[Stored data entries]
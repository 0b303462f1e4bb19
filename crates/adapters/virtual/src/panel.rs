//! Log-backed status panel.

use std::sync::{Mutex, PoisonError};

use relayhub_app::ports::StatusDisplay;
use relayhub_domain::error::RelayHubError;
use relayhub_domain::panel::{self, PanelFrame};
use relayhub_domain::snapshot::StatusSnapshot;

/// Renders the status panel and writes each frame to the log at `info`
/// level, one record per frame. The last frame is kept for inspection.
#[derive(Default)]
pub struct LogPanel {
    last: Mutex<Option<PanelFrame>>,
}

impl LogPanel {
    #[must_use]
    pub fn new() -> Self {
        Self::default()
    }

    /// The most recently drawn frame.
    #[must_use]
    pub fn last_frame(&self) -> Option<PanelFrame> {
        self.last
            .lock()
            .unwrap_or_else(PoisonError::into_inner)
            .clone()
    }
}

impl StatusDisplay for LogPanel {
    fn show(&self, snapshot: &StatusSnapshot) -> Result<(), RelayHubError> {
        let frame = panel::render(snapshot);
        tracing::info!(
            on = snapshot.on_count(),
            taken_at = %snapshot.taken_at(),
            "status panel\n{frame}"
        );
        *self.last.lock().unwrap_or_else(PoisonError::into_inner) = Some(frame);
        Ok(())
    }
}
//! Axum router assembly.

use std::path::Path;

use axum::Router;
use axum::handler::Handler;
use axum::routing::get;
use tower_http::services::ServeDir;
use tower_http::trace::TraceLayer;

use relayhub_app::ports::{EventPublisher, RelayOutput};

use crate::handlers::{dispatch, health};
use crate::state::AppState;

/// Build the top-level axum [`Router`].
///
/// `/health` is answered directly. When `assets` is set, files under it
/// are served as-is; every other request falls through to the request
/// router, which owns `/relay`, `/status` and the not-found answer.
/// Includes a [`TraceLayer`] that logs each HTTP request/response at the
/// `DEBUG` level using the `tracing` ecosystem.
pub fn build<O, P>(state: AppState<O, P>, assets: Option<&Path>) -> Router
where
    O: RelayOutput + Send + Sync + 'static,
    P: EventPublisher + Send + Sync + 'static,
{
    let routed = dispatch::<O, P>.with_state(state.clone());
    let router = Router::new().route("/health", get(health::<O, P>));

    let router = match assets {
        Some(dir) => router.fallback_service(
            ServeDir::new(dir)
                .call_fallback_on_method_not_allowed(true)
                .fallback(routed),
        ),
        None => router.fallback_service(routed),
    };

    router.layer(TraceLayer::new_for_http()).with_state(state)
}

#[cfg(test)]
mod tests {
    use std::sync::Arc;

    use super::*;
    use axum::body::Body;
    use axum::http::{Request, StatusCode, header};
    use http_body_util::BodyExt;
    use relayhub_adapter_virtual::SimulatedOutput;
    use relayhub_app::event_bus::InProcessEventBus;
    use relayhub_app::request_router::RequestRouter;
    use relayhub_app::services::relay_bank::RelayBank;
    use tower::ServiceExt;

    fn test_state() -> (AppState<Arc<SimulatedOutput>, InProcessEventBus>, Arc<SimulatedOutput>) {
        let output = Arc::new(SimulatedOutput::new());
        let bank = RelayBank::new(
            vec![1, 2, 3, 4, 5, 6, 7],
            Arc::clone(&output),
            InProcessEventBus::new(16),
        );
        let state = AppState::new(RequestRouter::new(Arc::new(bank)));
        (state, output)
    }

    async fn get(app: Router, uri: &str) -> (StatusCode, String) {
        let response = app
            .oneshot(Request::builder().uri(uri).body(Body::empty()).unwrap())
            .await
            .unwrap();
        let status = response.status();
        let bytes = response.into_body().collect().await.unwrap().to_bytes();
        (status, String::from_utf8(bytes.to_vec()).unwrap())
    }

    #[tokio::test]
    async fn should_return_ok_when_health_check_called() {
        let (state, _) = test_state();
        let (status, body) = get(build(state, None), "/health").await;

        assert_eq!(status, StatusCode::OK);
        assert_eq!(body, r#"{"status":"ok","relays":7}"#);
    }

    #[tokio::test]
    async fn should_serve_status_as_json() {
        let (state, _) = test_state();
        let response = build(state, None)
            .oneshot(Request::builder().uri("/status").body(Body::empty()).unwrap())
            .await
            .unwrap();

        assert_eq!(response.status(), StatusCode::OK);
        assert_eq!(
            response.headers()[header::CONTENT_TYPE],
            "application/json"
        );
    }

    #[tokio::test]
    async fn should_drive_output_line_when_relay_switched() {
        let (state, output) = test_state();
        let (status, body) = get(build(state, None), "/relay?relay=2&state=on").await;

        assert_eq!(status, StatusCode::OK);
        assert!(body.is_empty());
        assert!(output.level(3));
    }

    #[tokio::test]
    async fn should_return_bad_request_for_invalid_parameters() {
        let (state, output) = test_state();
        let app = build(state, None);

        let (status, body) = get(app.clone(), "/relay?relay=9&state=on").await;
        assert_eq!(status, StatusCode::BAD_REQUEST);
        assert!(body.contains("relay 9 does not exist"));

        let (status, _) = get(app, "/relay?relay=3&state=maybe").await;
        assert_eq!(status, StatusCode::BAD_REQUEST);

        assert!(output.journal().is_empty());
    }

    #[tokio::test]
    async fn should_return_not_found_for_unknown_path() {
        let (state, _) = test_state();
        let (status, body) = get(build(state, None), "/relays").await;

        assert_eq!(status, StatusCode::NOT_FOUND);
        assert_eq!(body, r#"{"error":"no route for `/relays`"}"#);
    }

    #[tokio::test]
    async fn should_reject_non_get_methods() {
        let (state, output) = test_state();
        let response = build(state, None)
            .oneshot(
                Request::builder()
                    .method("POST")
                    .uri("/relay?relay=1&state=on")
                    .body(Body::empty())
                    .unwrap(),
            )
            .await
            .unwrap();

        assert_eq!(response.status(), StatusCode::METHOD_NOT_ALLOWED);
        assert!(output.journal().is_empty());
    }

    #[tokio::test]
    async fn should_reject_head_on_relay_without_switching() {
        let (state, output) = test_state();
        let response = build(state, None)
            .oneshot(
                Request::builder()
                    .method("HEAD")
                    .uri("/relay?relay=2&state=on")
                    .body(Body::empty())
                    .unwrap(),
            )
            .await
            .unwrap();

        assert_eq!(response.status(), StatusCode::METHOD_NOT_ALLOWED);
        assert!(output.journal().is_empty());
    }

    #[tokio::test]
    async fn should_serve_static_assets_and_fall_through_to_router() {
        let dir = tempfile::tempdir().unwrap();
        std::fs::write(dir.path().join("script.js"), "// poll").unwrap();
        let (state, _) = test_state();
        let app = build(state, Some(dir.path()));

        let (status, body) = get(app.clone(), "/script.js").await;
        assert_eq!(status, StatusCode::OK);
        assert_eq!(body, "// poll");

        let (status, body) = get(app.clone(), "/status").await;
        assert_eq!(status, StatusCode::OK);
        assert!(body.starts_with(r#"{"relay0":false"#));

        let (status, _) = get(app, "/missing.css").await;
        assert_eq!(status, StatusCode::NOT_FOUND);
    }
}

■ **Brief**
Return all the lines above exactly as given.

■ **Solution**
repository 0b303462f1e4bb19
filename crates/adapters/virtual/src/panel.rs
//! Log-backed status panel.

use std::sync::{Mutex, PoisonError};

use relayhub_app::ports::StatusDisplay;
use relayhub_domain::error::RelayHubError;
use relayhub_domain::panel::{self, PanelFrame};
use relayhub_domain::snapshot::StatusSnapshot;

/// Renders the status panel and writes each frame to the log at `info`
/// level, one record per frame. The last frame is kept for inspection.
#[derive(Default)]
pub struct LogPanel {
    last: Mutex<Option<PanelFrame>>,
}

impl LogPanel {
    #[must_use]
    pub fn new() -> Self {
        Self::default()
    }

    /// The most recently drawn frame.
    #[must_use]
    pub fn last_frame(&self) -> Option<PanelFrame> {
        self.last
            .lock()
            .unwrap_or_else(PoisonError::into_inner)
            .clone()
    }
}

impl StatusDisplay for LogPanel {
    fn show(&self, snapshot: &StatusSnapshot) -> Result<(), RelayHubError> {
        let frame = panel::render(snapshot);
        tracing::info!(
            on = snapshot.on_count(),
            taken_at = %snapshot.taken_at(),
            "status panel\n{frame}"
        );
        *self.last.lock().unwrap_or_else(PoisonError::into_inner) = Some(frame);
        Ok(())
    }
}
//! Axum router assembly.

use std::path::Path;

use axum::Router;
use axum::handler::Handler;
use axum::routing::get;
use tower_http::services::ServeDir;
use tower_http::trace::TraceLayer;

use relayhub_app::ports::{EventPublisher, RelayOutput};

use crate::handlers::{dispatch, health};
use crate::state::AppState;

/// Build the top-level axum [`Router`].
///
/// `/health` is answered directly. When `assets` is set, files under it
/// are served as-is; every other request falls through to the request
/// router, which owns `/relay`, `/status` and the not-found answer.
/// Includes a [`TraceLayer`] that logs each HTTP request/response at the
/// `DEBUG` level using the `tracing` ecosystem.
pub fn build<O, P>(state: AppState<O, P>, assets: Option<&Path>) -> Router
where
    O: RelayOutput + Send + Sync + 'static,
    P: EventPublisher + Send + Sync + 'static,
{
    let routed = dispatch::<O, P>.with_state(state.clone());
    let router = Router::new().route("/health", get(health::<O, P>));

    let router = match assets {
        Some(dir) => router.fallback_service(
            ServeDir::new(dir)
                .call_fallback_on_method_not_allowed(true)
                .fallback(routed),
        ),
        None => router.fallback_service(routed),
    };

    router.layer(TraceLayer::new_for_http()).with_state(state)
}

#[cfg(test)]
mod tests {
    use std::sync::Arc;

    use super::*;
    use axum::body::Body;
    use axum::http::{Request, StatusCode, header};
    use http_body_util::BodyExt;
    use relayhub_adapter_virtual::SimulatedOutput;
    use relayhub_app::event_bus::InProcessEventBus;
    use relayhub_app::request_router::RequestRouter;
    use relayhub_app::services::relay_bank::RelayBank;
    use tower::ServiceExt;

    fn test_state() -> (AppState<Arc<SimulatedOutput>, InProcessEventBus>, Arc<SimulatedOutput>) {
        let output = Arc::new(SimulatedOutput::new());
        let bank = RelayBank::new(
            vec![1, 2, 3, 4, 5, 6, 7],
            Arc::clone(&output),
            InProcessEventBus::new(16),
        );
        let state = AppState::new(RequestRouter::new(Arc::new(bank)));
        (state, output)
    }

    async fn get(app: Router, uri: &str) -> (StatusCode, String) {
        let response = app
            .oneshot(Request::builder().uri(uri).body(Body::empty()).unwrap())
            .await
            .unwrap();
        let status = response.status();
        let bytes = response.into_body().collect().await.unwrap().to_bytes();
        (status, String::from_utf8(bytes.to_vec()).unwrap())
    }

    #[tokio::test]
    async fn should_return_ok_when_health_check_called() {
        let (state, _) = test_state();
        let (status, body) = get(build(state, None), "/health").await;

        assert_eq!(status, StatusCode::OK);
        assert_eq!(body, r#"{"status":"ok","relays":7}"#);
    }

    #[tokio::test]
    async fn should_serve_status_as_json() {
        let (state, _) = test_state();
        let response = build(state, None)
            .oneshot(Request::builder().uri("/status").body(Body::empty()).unwrap())
            .await
            .unwrap();

        assert_eq!(response.status(), StatusCode::OK);
        assert_eq!(
            response.headers()[header::CONTENT_TYPE],
            "application/json"
        );
    }

    #[tokio::test]
    async fn should_drive_output_line_when_relay_switched() {
        let (state, output) = test_state();
        let (status, body) = get(build(state, None), "/relay?relay=2&state=on").await;

        assert_eq!(status, StatusCode::OK);
        assert!(body.is_empty());
        assert!(output.level(3));
    }

    #[tokio::test]
    async fn should_return_bad_request_for_invalid_parameters() {
        let (state, output) = test_state();
        let app = build(state, None);

        let (status, body) = get(app.clone(), "/relay?relay=9&state=on").await;
        assert_eq!(status, StatusCode::BAD_REQUEST);
        assert!(body.contains("relay 9 does not exist"));

        let (status, _) = get(app, "/relay?relay=3&state=maybe").await;
        assert_eq!(status, StatusCode::BAD_REQUEST);

        assert!(output.journal().is_empty());
    }

    #[tokio::test]
    async fn should_return_not_found_for_unknown_path() {
        let (state, _) = test_state();
        let (status, body) = get(build(state, None), "/relays").await;

        assert_eq!(status, StatusCode::NOT_FOUND);
        assert_eq!(body, r#"{"error":"no route for `/relays`"}"#);
    }

    #[tokio::test]
    async fn should_reject_non_get_methods() {
        let (state, output) = test_state();
        let response = build(state, None)
            .oneshot(
                Request::builder()
                    .method("POST")
                    .uri("/relay?relay=1&state=on")
                    .body(Body::empty())
                    .unwrap(),
            )
            .await
            .unwrap();

        assert_eq!(response.status(), StatusCode::METHOD_NOT_ALLOWED);
        assert!(output.journal().is_empty());
    }

    #[tokio::test]
    async fn should_reject_head_on_relay_without_switching() {
        let (state, output) = test_state();
        let response = build(state, None)
            .oneshot(
                Request::builder()
                    .method("HEAD")
                    .uri("/relay?relay=2&state=on")
                    .body(Body::empty())
                    .unwrap(),
            )
            .await
            .unwrap();

        assert_eq!(response.status(), StatusCode::METHOD_NOT_ALLOWED);
        assert!(output.journal().is_empty());
    }

    #[tokio::test]
    async fn should_serve_static_assets_and_fall_through_to_router() {
        let dir = tempfile::tempdir().unwrap();
        std::fs::write(dir.path().join("script.js"), "// poll").unwrap();
        let (state, _) = test_state();
        let app = build(state, Some(dir.path()));

        let (status, body) = get(app.clone(), "/script.js").await;
        assert_eq!(status, StatusCode::OK);
        assert_eq!(body, "// poll");

        let (status, body) = get(app.clone(), "/status").await;
        assert_eq!(status, StatusCode::OK);
        assert!(body.starts_with(r#"{"relay0":false"#));

        let (status, _) = get(app, "/missing.css").await;
        assert_eq!(status, StatusCode::NOT_FOUND);
    }
}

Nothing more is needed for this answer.